Install the Helm chart
When installing the Helm chart you're going to use a configuration file named install-helm.yml
. This file specifies the Git URL, branch, and contextDir
from which you will pull the application source code. This configuration file includes the pull Secret and S2I configuration settings, such as builder images.
To deploy the Helm chart using these configuration options, run:
$ helm install kitchensink -f install-helm.yml http://github.com/openshift-helm-charts/charts/releases/download/redhat-eap74-1.1.0/redhat-eap74-1.1.0.tgz
Wait for the two builds, eap_app_build_artifacts
and eap_app
, to complete. This process will take a few minutes.

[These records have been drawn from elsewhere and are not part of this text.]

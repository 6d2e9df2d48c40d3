//! Moodle Roster
//!
//! Turns a roster kept in Google Sheets into a Moodle bulk user upload CSV, and
//! optionally writes the result back into the spreadsheet.

pub mod cli;
pub mod client;
pub mod config;
pub mod error;
pub mod etl;
pub mod roster;
pub mod sink;

// Re-exports for convenience
pub use client::{Auth, GoogleSheets, MemorySheets, SheetsApi};
pub use config::{DEFAULT_SPREADSHEET, ExportRequest, VariantChoice};
pub use error::RosterError;
pub use etl::{Extractor, Loader, Transformer};
pub use roster::{OutputRecord, RosterTransformer, SchemaVariant, SourceRecord, TabExtractor};
pub use sink::{CsvDownload, Destination, SheetWriter, SinkRouter};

Set up the MySQL data source
Create the config map with MySQL environment variables through the command:
$ oc create -f eap-cm.yml
Deploy the application using the JBoss EAP Operator
Install the JBoss EAP Operator by running:
$ oc create -f eap-operator.yml
Now deploy the instance of the application using the Operator by deploying the WildFly server object:
apiVersion: wildfly.org/v1alpha1
kind: WildFlyServer
metadata:
name: kitchen-sink
spec:
applicationImage: 'kitchensink:latest'
envFrom:
- configMapRef:
name: eap-config
replicas: 1
All you need to define in this object is the applicationImage
, the name of the config map container environment variables, and the number of replicas. Then run:
oc create -f eap-deploy.yml
Once the application is deployed, the Topology view in the Developer UI shows the topology in Figure 9.
If you click on the route, you should see a running instance of your application. Figure 10 shows the kitchen-sink application with the default entry in the database.
Summary
This article has gone through the steps involved in analyzing, containerizing, and deploying a JBoss EAP application to OpenShift, connecting to an instance of MySQL.
With the EAP Source-to-Image (S2I) builder and Red Hat's migration toolkit for applications, analyzing applications and migrating these applications to container-based platforms such as OpenShift is straightforward. Both of these tools can be used in a standalone mode as described in this article or incorporated into pipelines for migration automation.